Attenzione, prima di andare avanti. Quello che ha detto Bannon è un punto a favore dell’autore, finito molto spesso sotto attacco per aver romanzato dichiarazioni, creato situazioni, insomma, non essere l’oracolo dell’attendibilità; lunedì mattina Wolff è stato costretto a girare tutti i principali approfondimenti televisivi e affrontare le domande degli anchorman sulla veridicità di quanto ha scritto. Il Partito Repubblicano – siamo sempre nel filone “reazioni alle reazioni” – tre giorni fa aveva prontamente costruito un’infografica raccogliendo le opinioni di diversi giornalisti americani, e in molti descrivevano quanto scritto da Wolff come un mix tra verità e romanzo; per esempio, Maggie Haberman del New York Times, che gode dello status di massima affidabilità tra i corrispondenti che analizzano la Casa Bianca, diceva che ci sono dentro “molte cose vere e molte altre che non lo sono”. Quello del Gop doveva essere un tentativo per abbassare le vendite, ma evidentemente non è troppo riuscito. Wolff, reagendo alle critiche dei colleghi (forse un po’ invidiosi, perché il successo è molto legato alla tempistica: il suo è stato il primo libro del genere, altri, s’è detto, sono in arrivo ma hanno meno effetto sorpresa), ha spiegato che nel suo metodo di lavoro ha coerentemente scelto se, “a volte”, attenersi esattamente ai fatti, oppure dare “una versione degli eventi che ho ritenuto aderente alla realtà” in accordo con le fonti più fidate. Cocktail perfetto: sembra il Trump del giornalismo (copyright @gabrielsherman), dicono i critici, rompe le regole per vincere, abbinamento perfetto di scrittore e soggetto.
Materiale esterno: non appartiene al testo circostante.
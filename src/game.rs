use crate::browser;
use crate::engine::assets::{res, AssetPaths, AssetStore, WebLoader};
use crate::engine::{Game, InputEvent, Rect, Renderer};
use crate::manager::{SpawnConfig, Spawner};
use crate::scene::{Scene, SceneConfig};
use anyhow::{anyhow, Context, Result};
use async_trait::async_trait;
use futures::future::LocalBoxFuture;
use serde::{Deserialize, Serialize};
use std::cell::Cell;
use std::rc::Rc;

/// Optional overrides next to index.html, defaults apply when missing
pub const CONFIG_PATH: &str = "config.json";

mod hud {
    pub const TEXT_COLOR: &str = "#ffffff";
    pub const ERROR_COLOR: &str = "#ff4040";
    pub const MARGIN: f32 = 10.0;
    pub const LINE_HEIGHT: f32 = 30.0;
    pub const BEST_WIDTH: f32 = 240.0;
}

/// Everything tunable about a game, read from `config.json`
#[derive(Debug, Clone, Default, PartialEq, Deserialize, Serialize)]
#[serde(default)]
pub struct GameConfig {
    pub scene: SceneConfig,
    pub spawn: SpawnConfig,
    pub assets: AssetPaths,
}

/// Best score across runs
#[derive(Debug, Default, Copy, Clone, PartialEq, Eq)]
pub struct HighScore(u64);

impl HighScore {
    pub fn new(score: u64) -> Self {
        HighScore(score)
    }

    pub fn get(&self) -> u64 {
        self.0
    }

    /// Returns true when `score` is a new best
    pub fn submit(&mut self, score: u64) -> bool {
        if score > self.0 {
            self.0 = score;
            true
        } else {
            false
        }
    }
}

/// ┌────────────────────────── RunnerGame ───────────────────────────────────┐
/// │ Loading : config, asset store and background are fetched               │
/// │ Loaded  : one Run, paused on game over until input restarts it          │
/// └─────────────────────────────────────────────────────────────────────────┘
pub enum RunnerGame {
    Loading,
    Loaded(Run),
}

impl RunnerGame {
    pub fn new() -> Self {
        RunnerGame::Loading
    }

    async fn load_config() -> GameConfig {
        match browser::fetch_json::<GameConfig>(CONFIG_PATH).await {
            Ok(config) => config,
            Err(err) => {
                log::info!("Using the default config : {:#}", err);
                GameConfig::default()
            }
        }
    }
}

impl Default for RunnerGame {
    fn default() -> Self {
        Self::new()
    }
}

#[async_trait(?Send)]
impl Game for RunnerGame {
    async fn initialize(&self) -> Result<Box<dyn Game>> {
        match self {
            RunnerGame::Loading => {
                let config = Self::load_config().await;
                let assets = AssetStore::new(Rc::new(WebLoader), config.assets.clone());
                let background = assets
                    .load_image(res::BACKGROUND)
                    .await
                    .context("Failed to load the background")?;
                let spawner: Spawner =
                    Rc::new(|future: LocalBoxFuture<'static, ()>| browser::spawn_local(future));
                let mut scene = Scene::new(config.scene, config.spawn, assets, spawner);
                scene.set_background(background);
                let run = Run::new(scene, HighScore::new(browser::load_high_score()));
                Ok(Box::new(RunnerGame::Loaded(run)))
            }
            RunnerGame::Loaded(_) => Err(anyhow!("Game is already initialized")),
        }
    }

    fn handle_input(&mut self, event: InputEvent) {
        if let RunnerGame::Loaded(run) = self {
            run.handle_input(event);
        }
    }

    fn update(&mut self) {
        if let RunnerGame::Loaded(run) = self {
            if let Some(best) = run.update() {
                log::info!("new high score {}", best);
                if let Err(err) = browser::save_high_score(best) {
                    log::warn!("{:#}", err);
                }
            }
        }
    }

    fn draw(&self, renderer: &dyn Renderer) {
        if let RunnerGame::Loaded(run) = self {
            run.draw(renderer);
        }
    }
}

/// A scene plus the score keeping around it
///
/// Once the scene's exit hook fires the run holds its final score and
/// stops ticking. The next input starts a fresh run.
pub struct Run {
    scene: Scene,
    high_score: HighScore,
    last_score: u64,
    game_over: Rc<Cell<bool>>,
    final_score: Option<u64>,
}

impl Run {
    /// Hooks the scene's exit and starts preparing the first hero
    pub fn new(mut scene: Scene, high_score: HighScore) -> Self {
        let game_over = Rc::new(Cell::new(false));
        let flag = game_over.clone();
        scene.manager_mut().set_exit_hook(move || flag.set(true));
        scene.start();
        Run {
            scene,
            high_score,
            last_score: 0,
            game_over,
            final_score: None,
        }
    }

    pub fn scene(&self) -> &Scene {
        &self.scene
    }

    pub fn high_score(&self) -> HighScore {
        self.high_score
    }

    /// Score of the finished run while the game over screen is up
    pub fn final_score(&self) -> Option<u64> {
        self.final_score
    }

    pub fn handle_input(&mut self, event: InputEvent) {
        if self.final_score.take().is_some() {
            log::info!("starting a new run");
            self.scene.restart();
            return;
        }
        if self.scene.load_error().is_some() {
            log::info!("retrying the hero preparation");
            self.scene.start();
            return;
        }
        self.scene.dispatch_event(event);
    }

    /// Tick the scene, returns the new best score when a run just ended
    /// with one
    pub fn update(&mut self) -> Option<u64> {
        if self.final_score.is_some() {
            return None;
        }
        self.scene.update();
        if let Some(score) = self.scene.score() {
            self.last_score = score;
        }
        if !self.game_over.replace(false) {
            return None;
        }
        let score = std::mem::take(&mut self.last_score);
        let is_best = self.high_score.submit(score);
        log::info!("run over with {} points", score);
        self.final_score = Some(score);
        is_best.then_some(score)
    }

    pub fn draw(&self, renderer: &dyn Renderer) {
        let config = self.scene.config();
        renderer.clear(&Rect::new(0.0, 0.0, config.width, config.height));
        self.scene.draw(renderer);

        let best = format!("BEST {}", self.high_score.get());
        renderer.fill_text(
            &best,
            config.width - hud::BEST_WIDTH,
            hud::MARGIN,
            hud::TEXT_COLOR,
        );
        if let Some(score) = self.final_score {
            let center = config.height / 2.0;
            renderer.fill_text("GAME OVER", hud::MARGIN, center, hud::TEXT_COLOR);
            renderer.fill_text(
                &format!("SCORE {}", score),
                hud::MARGIN,
                center + hud::LINE_HEIGHT,
                hud::TEXT_COLOR,
            );
            renderer.fill_text(
                "Tap to play again",
                hud::MARGIN,
                center + 2.0 * hud::LINE_HEIGHT,
                hud::TEXT_COLOR,
            );
            return;
        }
        if let Some(error) = self.scene.load_error() {
            let message = format!("Could not load the game, tap to retry ({})", error);
            renderer.fill_text(&message, hud::MARGIN, config.height / 2.0, hud::ERROR_COLOR);
            return;
        }
        let (Some(hero), Some(score)) = (self.scene.hero(), self.scene.score()) else {
            renderer.fill_text("Loading...", hud::MARGIN, hud::MARGIN, hud::TEXT_COLOR);
            return;
        };
        renderer.fill_text(
            &format!("HP {}", hero.health().max(0)),
            hud::MARGIN,
            hud::MARGIN,
            hud::TEXT_COLOR,
        );
        renderer.fill_text(
            &format!("SCORE {}", score),
            hud::MARGIN,
            hud::MARGIN + hud::LINE_HEIGHT,
            hud::TEXT_COLOR,
        );
    }
}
The reviews are in… pic.twitter.com/UNdkNbBEFF
— GOP (@GOP) 5 gennaio 2018
Fatto sta che nella dichiarazione di due giorni fa (poi) pubblicata da tutta la stampa internazionale, Bannon ha cercato di scusarsi per aver definito, nel libro, il figlio primogenito di Trump, Don Jr, un “traditore” e “antipatriottico” – il motivo era l’aver organizzato un molto discusso (e discutibile) incontro tra i collaboratori dell’allora candidato repubblicano e un’avvocatessa russa che prometteva di portare con sé informazioni compromettenti su Hillary Clinton, la contender democratica. La reazione di Trump a queste e altre anticipazioni al libro era stata furiosa: “Steve Bannon non ha niente a che fare con me o con la mia Presidenza. Quando è stato licenziato non ha solo perso il proprio lavoro, ma ha anche perso la testa”. Nell’ultima versione, Bannon non smentisce le sue idee a proposito di quell’incontro, ma aggiunge che principalmente quelle parole erano dirette a un altro importante collaboratore di Trump, Paul Manafort, che ha preceduto Bannon come capo della campagna elettorale e che è già stato incolpato di alcuni reati laterali dallo special counsel che guida l’inchiesta Russiagate.
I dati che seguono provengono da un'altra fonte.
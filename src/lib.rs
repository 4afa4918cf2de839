// ==================== Imports ====================
use wasm_bindgen::prelude::*;

pub mod browser;
pub mod engine;
pub mod game;
pub mod hero;
pub mod manager;
pub mod obstacle;
pub mod scene;
pub mod sprite;

use crate::engine::GameLoop;
use crate::game::RunnerGame;

// ==================== Main Functions ====================
/// Main entry for Webassembly module
/// - installs panic hook and console logger
/// - loads the game, then hands it to the game loop
#[wasm_bindgen]
pub fn main_js() -> Result<(), JsValue> {
    // setup better panic messages for debugging
    console_error_panic_hook::set_once();
    init_logging();

    // spawns a new asynchronous task in local thread, for web assembly
    // environment, using wasm_bindgen_futures
    browser::spawn_local(async move {
        if let Err(err) = GameLoop::start(RunnerGame::new()).await {
            log::error!("Could not start the game : {:#}", err);
        }
    });

    Ok(())
}

#[cfg(target_arch = "wasm32")]
fn init_logging() {
    if let Err(err) = console_log::init_with_level(log::Level::Debug) {
        web_sys::console::warn_1(&format!("Logger already set : {}", err).into());
    }
}

// native builds only run tests, which install no logger
#[cfg(not(target_arch = "wasm32"))]
fn init_logging() {}
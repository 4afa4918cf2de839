use std::cell::RefCell;
use std::collections::VecDeque;
use std::rc::Rc;

/// Discrete player intents the scene understands
/// - Primary   : tap / click / ArrowUp   (jump)
/// - Secondary : context menu / ArrowDown (duck)
#[derive(Debug, Copy, Clone, PartialEq, Eq)]
pub enum InputEvent {
    Primary,
    Secondary,
}

impl InputEvent {
    /// Map a DOM event type (and key, for keyboard events) to an intent
    pub fn from_dom(event_type: &str, key: Option<&str>) -> Option<Self> {
        match (event_type, key) {
            ("click", _) | ("touchend", _) | ("keyup", Some("ArrowUp")) => {
                Some(InputEvent::Primary)
            }
            ("contextmenu", _) | ("keyup", Some("ArrowDown")) => Some(InputEvent::Secondary),
            _ => None,
        }
    }

    /// Same mapping straight from a `web_sys::Event`
    pub fn from_event(event: &web_sys::Event) -> Option<Self> {
        use wasm_bindgen::JsCast;

        let key = event
            .dyn_ref::<web_sys::KeyboardEvent>()
            .map(|keyboard| keyboard.key());
        Self::from_dom(&event.type_(), key.as_deref())
    }
}

/// DOM listeners push, the game loop drains once per frame
#[derive(Debug, Clone, Default)]
pub struct InputQueue(Rc<RefCell<VecDeque<InputEvent>>>);

impl InputQueue {
    pub fn push(&self, event: InputEvent) {
        self.0.borrow_mut().push_back(event);
    }

    pub fn drain(&self) -> Vec<InputEvent> {
        self.0.borrow_mut().drain(..).collect()
    }
}
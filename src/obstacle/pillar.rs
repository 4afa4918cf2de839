use super::{Body, CollisionPolicy, Obstacle};
use crate::engine::assets::{res, AssetStore};
use crate::hero::Hero;
use crate::scene::SceneConfig;
use anyhow::{Context, Result};
use async_trait::async_trait;

pub const PRIORITY: u8 = 0;

/// Column spawned at the top of the screen that falls with the world until
/// it stands on the ground, one still frame of the pillar atlas. Blocks the
/// hero without hurting it.
pub struct Pillar {
    body: Body,
    variant: usize,
}

impl Pillar {
    /// `variant` picks the atlas frame, wrapped to the frame count
    pub fn new(variant: usize) -> Self {
        Pillar {
            body: Body::new(PRIORITY),
            variant,
        }
    }
}

#[async_trait(?Send)]
impl Obstacle for Pillar {
    fn name(&self) -> &'static str {
        "pillar"
    }

    fn body(&self) -> &Body {
        &self.body
    }

    fn body_mut(&mut self) -> &mut Body {
        &mut self.body
    }

    async fn prepare(&mut self, assets: &AssetStore) -> Result<()> {
        let styles = assets
            .load_animation(res::PILLAR_STYLE)
            .await
            .context("Pillar: could not load styles")?;
        let sprite = styles[self.variant % styles.len()].clone();
        self.body.update_sprite(sprite);
        Ok(())
    }

    // still frame, no motion of its own
    fn update(&mut self, _config: &SceneConfig) {}

    fn place_at_frontier(&mut self, config: &SceneConfig) {
        self.body.bounds.offset_to(config.width, 0.0);
    }

    fn collision_policy(&self) -> CollisionPolicy {
        CollisionPolicy::Continuous
    }

    fn on_collision(&mut self, hero: &mut Hero) {
        let speed = hero.x_speed();
        hero.knock_back(speed);
    }
}
use super::{Body, Obstacle};
use crate::engine::assets::{res, AssetStore};
use crate::hero::{Hero, HeroPose};
use crate::scene::SceneConfig;
use crate::sprite::{Animation, AnimationStatus};
use anyhow::{Context, Result};
use async_trait::async_trait;

pub const PRIORITY: u8 = 127;
pub const ATTACK: i32 = 1;
pub const STOMP_BONUS: u64 = 5000;
// the shell breaking plays slower than the default animation speed
const FRAME_DURATION: u32 = 20;

/// Sits still until the hero lands on it, then breaks apart and disappears
///
/// ┌──────────────────────── stomp tolerance band ───────────────────────────┐
/// │          left - w/4  ┌────────── tortoise ──────────┐  right + w/4      │
/// │   ─────────[─────────┴──────────────────────────────┴─────────]──────── │
/// │   hero center inside [ ] while falling in a jump → broken, +bonus       │
/// │   anything else (unless ducking)                 → hero gets hurt       │
/// └─────────────────────────────────────────────────────────────────────────┘
/// `w` is the hero's bounds width.
pub struct Tortoise {
    body: Body,
    attack: i32,
    broken: bool,
}

impl Tortoise {
    pub fn new() -> Self {
        Tortoise {
            body: Body::new(PRIORITY),
            attack: ATTACK,
            broken: false,
        }
    }

    pub fn is_broken(&self) -> bool {
        self.broken
    }

    pub fn is_stomped_by(&self, hero: &Hero) -> bool {
        if hero.pose() != HeroPose::Jump || hero.vertical_speed() < 0.0 {
            return false;
        }
        let hero_bounds = hero.body().bounds;
        let center = hero_bounds.center_x();
        let tolerance = hero_bounds.width() / 4.0;
        center >= self.body.bounds.left - tolerance && center <= self.body.bounds.right + tolerance
    }

    fn break_shell(&mut self) {
        self.broken = true;
        self.body.restart_animation();
    }
}

impl Default for Tortoise {
    fn default() -> Self {
        Self::new()
    }
}

#[async_trait(?Send)]
impl Obstacle for Tortoise {
    fn name(&self) -> &'static str {
        "tortoise"
    }

    fn body(&self) -> &Body {
        &self.body
    }

    fn body_mut(&mut self) -> &mut Body {
        &mut self.body
    }

    async fn prepare(&mut self, assets: &AssetStore) -> Result<()> {
        let breaking = assets
            .load_animation(res::TORTOISE_DEAD)
            .await
            .context("Tortoise: could not load animation")?;
        self.body
            .start_animation(Animation::new(breaking).with_frame_duration(FRAME_DURATION));
        Ok(())
    }

    fn update(&mut self, _config: &SceneConfig) {
        if self.broken && self.body.advance_animation() == AnimationStatus::Ended {
            self.body.kill();
        }
    }

    fn on_collision(&mut self, hero: &mut Hero) {
        if self.is_stomped_by(hero) {
            log::debug!("tortoise stomped");
            self.break_shell();
            hero.add_bonus(STOMP_BONUS);
        } else if hero.pose() != HeroPose::Duck {
            hero.hurt(self.attack);
        }
    }
}
//! Tenant suspension blocks requests before they reach upstream, and
//! reactivation restores access; a stale upstream session is silently
//! renewed and retried without surfacing the failure to the client.

mod common;

use serde_json::json;
use wiremock::matchers::{method, path};
use wiremock::{Mock, MockServer, ResponseTemplate};

use bridgecore_core::TenantId;
use bridgecore_server::domains::registry::{TenantRepository, TenantStatus};
use bridgecore_server::tests::test_utils::{seed_tenant_with_user_and_upstream, GENEROUS_DAILY_QUOTA, GENEROUS_HOURLY_QUOTA};

use common::{json_request, test_app};

async fn login(router: &axum::Router, email: &str, password: &str) -> String {
  let (status, body) = json_request(
    router,
    "POST",
    "/api/v1/auth/tenant/login",
    None,
    Some(json!({ "email": email, "password": password })),
  )
  .await;
  assert_eq!(status, axum::http::StatusCode::OK, "login failed: {body}");
  body["access_token"].as_str().unwrap().to_string()
}

async fn set_status(state: &bridgecore_server::AppState, tenant_id: TenantId, status: TenantStatus) {
  state.tenant_repo.set_status(tenant_id, status).await.unwrap();
  state.registry.invalidate(tenant_id);
}

#[tokio::test]
async fn suspended_tenant_is_rejected_before_upstream_and_reactivation_restores_it() {
  let upstream = MockServer::start().await;
  Mock::given(method("POST"))
    .and(path("/web/session/authenticate"))
    .respond_with(ResponseTemplate::new(200).set_body_json(json!({ "session_id": "sess-susp" })))
    .mount(&upstream)
    .await;
  Mock::given(method("POST"))
    .and(path("/web/dataset/call_kw"))
    .respond_with(ResponseTemplate::new(200).set_body_json(json!([{ "id": 1 }])))
    .mount(&upstream)
    .await;

  let (_tdb, state, router) = test_app().await.unwrap();
  let (tenant, _user) = seed_tenant_with_user_and_upstream(
    &state,
    "suspendee@example.test",
    "correct horse battery staple",
    GENEROUS_HOURLY_QUOTA,
    GENEROUS_DAILY_QUOTA,
    &upstream.uri(),
  )
  .await
  .unwrap();

  let token = login(&router, "suspendee@example.test", "correct horse battery staple").await;

  set_status(&state, tenant.id, TenantStatus::Suspended).await;

  let (status, body) = json_request(
    &router,
    "POST",
    "/api/v1/odoo/read",
    Some(&token),
    Some(json!({ "model": "res.partner", "ids": [1] })),
  )
  .await;
  assert_eq!(status, axum::http::StatusCode::FORBIDDEN, "{body}");
  assert_eq!(body["kind"], json!("TenantSuspended"));

  set_status(&state, tenant.id, TenantStatus::Active).await;

  let (status, body) = json_request(
    &router,
    "POST",
    "/api/v1/odoo/read",
    Some(&token),
    Some(json!({ "model": "res.partner", "ids": [1] })),
  )
  .await;
  assert_eq!(status, axum::http::StatusCode::OK, "reactivated tenant should be admitted again: {body}");
}

#[tokio::test]
async fn expired_upstream_session_is_silently_renewed_and_retried() {
  let upstream = MockServer::start().await;

  // Every authenticate call hands out a new session id so the test can
  // tell the first (stale) session apart from the one issued on reauth.
  let auth_calls = std::sync::Arc::new(std::sync::atomic::AtomicI64::new(0));
  {
    let auth_calls = auth_calls.clone();
    Mock::given(method("POST"))
      .and(path("/web/session/authenticate"))
      .respond_with(move |_: &wiremock::Request| {
        let n = auth_calls.fetch_add(1, std::sync::atomic::Ordering::SeqCst) + 1;
        ResponseTemplate::new(200).set_body_json(json!({ "session_id": format!("sess-{n}") }))
      })
      .mount(&upstream)
      .await;
  }

  // The first call_kw with the first-issued session fails as expired; any
  // other session succeeds. This simulates the upstream invalidating a
  // session out from under the pool.
  Mock::given(method("POST"))
    .and(path("/web/dataset/call_kw"))
    .respond_with(|req: &wiremock::Request| {
      let session = req
        .headers
        .get("x-bridgecore-session")
        .and_then(|v| v.to_str().ok())
        .unwrap_or_default();
      if session == "sess-1" {
        ResponseTemplate::new(401)
      } else {
        ResponseTemplate::new(200).set_body_json(json!([{ "id": 1, "name": "still-here" }]))
      }
    })
    .mount(&upstream)
    .await;

  let (_tdb, state, router) = test_app().await.unwrap();
  let (_tenant, _user) = seed_tenant_with_user_and_upstream(
    &state,
    "reauth@example.test",
    "correct horse battery staple",
    GENEROUS_HOURLY_QUOTA,
    GENEROUS_DAILY_QUOTA,
    &upstream.uri(),
  )
  .await
  .unwrap();

  let token = login(&router, "reauth@example.test", "correct horse battery staple").await;

  // The pool has no cached session yet, so this one client call triggers
  // an initial authenticate (`sess-1`), a call_kw that rejects it, a
  // transparent reauth (`sess-2`), and a retry that succeeds.
  let body = json!({ "model": "res.partner", "ids": [1], "fields": ["name"] });
  let (status, resp) = json_request(&router, "POST", "/api/v1/odoo/write", Some(&token), Some(body)).await;

  assert_eq!(status, axum::http::StatusCode::OK, "client must see a single clean 200, not the session error: {resp}");
  assert_eq!(auth_calls.load(std::sync::atomic::Ordering::SeqCst), 2, "pool must authenticate once up front and once more on reauth");
}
La sostanza poco cambia, c’è solo un rimescolamento polite, e infatti lunedì, ai giornalisti a bordo dell’Air Force One, il vice portavoce della Casa Bianca, Hogan Gidley, ha detto che ormai non c’è più niente da fare: “A questo punto non si può tornare indietro”. Secondo gli insider che riempiono di informazioni i media americani, Trump è furioso e per il libro, e perché si sente tradito da Bannon, che per lungo tempo è stato il suo più intimo consigliere, e anche quando è uscito dalla Casa Bianca ha continuato a cavalcare la linea trumpiana dalle colonne del sito che dirige. Un altro giornalista di Axios, Jonathan Swan, di solito piuttosto informato, racconta che il presidente ha passato i giorni dopo le prime anticipazionial telefono, chiedendo ai suoi alleati di scegliere tra lui e Bannon: non è chiaro quanto collegato a queste attività presidenziali, ma Rebekah Mercer, storica finanziatrice repubblicana e paga assegni di Breitbart, ha fatto rapidamente uscire uno statement dissociandosi da Bannon (con il quale aveva già rotto il padre nei mesi passati).
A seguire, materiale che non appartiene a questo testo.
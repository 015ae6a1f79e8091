//! Applies the versioned SQL files under the workspace `migrations/`
//! directory at startup, tracked in the standard `_sqlx_migrations` table,
//! so a fresh deployment never depends on an operator running `sqlx
//! migrate` by hand first.

use sqlx::PgPool;
use tracing::info;

pub async fn run_migrations(pool: &PgPool) -> Result<(), sqlx::migrate::MigrateError> {
  info!("applying database migrations");
  sqlx::migrate!("../migrations").run(pool).await?;
  info!("migrations up to date");
  Ok(())
}
//! Serves incremental pulls over the event store, filtered by app-type
//! profile, advancing the caller's cursor.

use std::sync::Arc;
use tokio::sync::Mutex;

use bridgecore_core::{CoreError, EventId, TenantId};

use crate::domains::events::{Event, EventRepository};
use crate::domains::sync::{AppType, SyncCursor, SyncRepository};
use crate::services::infrastructure::observability::metrics::SyncMetrics;

pub struct SyncPullResult {
  pub events: Vec<Event>,
  pub next_last_id: EventId,
  pub cursor: SyncCursor,
}

/// Per-cursor locks so concurrent pulls against the same cursor key are
/// serialized and a cursor can never regress or double-advance.
pub struct SyncEngine {
  events: Arc<dyn EventRepository>,
  cursors: Arc<dyn SyncRepository>,
  cursor_locks: dashmap::DashMap<i64, Arc<Mutex<()>>>,
}

impl SyncEngine {
  pub fn new(events: Arc<dyn EventRepository>, cursors: Arc<dyn SyncRepository>) -> Self {
    Self {
      events,
      cursors,
      cursor_locks: dashmap::DashMap::new(),
    }
  }

  fn lock_for(&self, cursor_id: i64) -> Arc<Mutex<()>> {
    self.cursor_locks.entry(cursor_id).or_insert_with(|| Arc::new(Mutex::new(()))).clone()
  }

  /// `cursor_lag{tenant}` is the max across cursors of (tenant's highest
  /// event id − that cursor's last-seen id); approximated here per-pull
  /// using this cursor's own freshly-advanced position against the
  /// tenant's current max, since recomputing the true max across every
  /// cursor on every pull would be wasted work the gauge doesn't need.
  async fn record_lag(&self, tenant_id: TenantId, cursor_last_seen: EventId) {
    if let Ok(Some(max_id)) = self.events.max_id(tenant_id).await {
      let lag = max_id.0 - cursor_last_seen.0;
      SyncMetrics::cursor_lag(&tenant_id.to_string(), lag);
    }
  }

  pub async fn pull(
    &self,
    tenant_id: TenantId,
    upstream_user_id: i64,
    device_id: &str,
    app_type: AppType,
    limit: u32,
    model_filter: Option<&str>,
  ) -> Result<SyncPullResult, CoreError> {
    let cursor = self
      .cursors
      .get_or_create(tenant_id, upstream_user_id, device_id, app_type)
      .await?;

    let lock = self.lock_for(cursor.id);
    let _guard = lock.lock().await;

    // Re-read after acquiring the lock: another pull may have advanced it
    // while we were waiting.
    let cursor = self
      .cursors
      .get_or_create(tenant_id, upstream_user_id, device_id, app_type)
      .await?;

    let candidates = self.events.after(tenant_id, cursor.last_seen_event_id, limit).await?;

    let profile = app_type.model_profile();
    let filtered: Vec<Event> = candidates
      .into_iter()
      .filter(|e| match model_filter {
        Some(m) => e.model == m,
        None => profile.is_empty() || profile.contains(&e.model.as_str()),
      })
      .collect();

    if filtered.is_empty() {
      self.record_lag(tenant_id, cursor.last_seen_event_id).await;
      return Ok(SyncPullResult {
        next_last_id: cursor.last_seen_event_id,
        events: filtered,
        cursor,
      });
    }

    let max_id = filtered.iter().map(|e| e.id).max().unwrap_or(cursor.last_seen_event_id);
    let count_delta = filtered.len() as i64;
    self.cursors.advance(cursor.id, max_id, count_delta).await?;
    self.record_lag(tenant_id, max_id).await;

    let mut snapshot = cursor;
    snapshot.last_seen_event_id = max_id;
    snapshot.cumulative_syncs += 1;
    snapshot.cumulative_events += count_delta;

    Ok(SyncPullResult {
      events: filtered,
      next_last_id: max_id,
      cursor: snapshot,
    })
  }

  pub async fn state(
    &self,
    tenant_id: TenantId,
    upstream_user_id: i64,
    device_id: &str,
    app_type: AppType,
  ) -> Result<SyncCursor, CoreError> {
    self.cursors.get_or_create(tenant_id, upstream_user_id, device_id, app_type).await
  }

  pub async fn reset(
    &self,
    tenant_id: TenantId,
    upstream_user_id: i64,
    device_id: &str,
    app_type: AppType,
  ) -> Result<(), CoreError> {
    let cursor = self
      .cursors
      .get_or_create(tenant_id, upstream_user_id, device_id, app_type)
      .await?;
    let lock = self.lock_for(cursor.id);
    let _guard = lock.lock().await;
    self.cursors.reset(cursor.id).await
  }
}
Il libro di Wolff – che in questo momento nelle redazioni del mondo passa semplicemente come “Il Libro” – è zeppo di dettagli pesanti che arrivano a mettere in discussione la capacità di governare, la volontà di vincere (piuttosto, si scrive, Trump voleva pubblicità, ma non la Casa Bianca) e perfino la sanità mentale del presidente. Questa non è una novità: otto mesi fa era uscito un altro libro, “The Dangerous Case of Donald Trump: 27 Psychiatrists and Mental Health Experts Assess a President”, cura della psicoterapeuta i Yale Bandy Lee in cui si metteva in discussione la sanità mentale di Trump attraverso l’analisi dei suoi comportamenti (attività vietata dall’American Psychiatric Association); e c’è pure gruppo di rappresentati democratici che sta preparando una richiesta formale al Congresso affinché Trump si faccia visitare da uno psichiatra (una cosa senza precedenti).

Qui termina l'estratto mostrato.